Task item
Return the records exactly, with nothing added.

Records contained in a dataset
▶

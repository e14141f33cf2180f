use anyhow::{Result, bail};
use draftpane_application::bootstrap::open_snapshot_store;
use draftpane_core::config::DraftPaneConfig;
use draftpane_core::pane::TaskPaneSnapshot;

pub async fn run(config: &DraftPaneConfig, item: &str) -> Result<()> {
    let store = open_snapshot_store(config).await;
    if !store.is_durable() {
        bail!("No persistent pane storage available");
    }
    store.write(item, TaskPaneSnapshot::default()).await?;
    println!("Cleared {item}");
    Ok(())
}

◀

Answer for the task
repository e14141f33cf2180f
use anyhow::{Result, bail};
use draftpane_application::bootstrap::open_snapshot_store;
use draftpane_core::config::DraftPaneConfig;
use draftpane_core::pane::TaskPaneSnapshot;

pub async fn run(config: &DraftPaneConfig, item: &str) -> Result<()> {
    let store = open_snapshot_store(config).await;
    if !store.is_durable() {
        bail!("No persistent pane storage available");
    }
    store.write(item, TaskPaneSnapshot::default()).await?;
    println!("Cleared {item}");
    Ok(())
}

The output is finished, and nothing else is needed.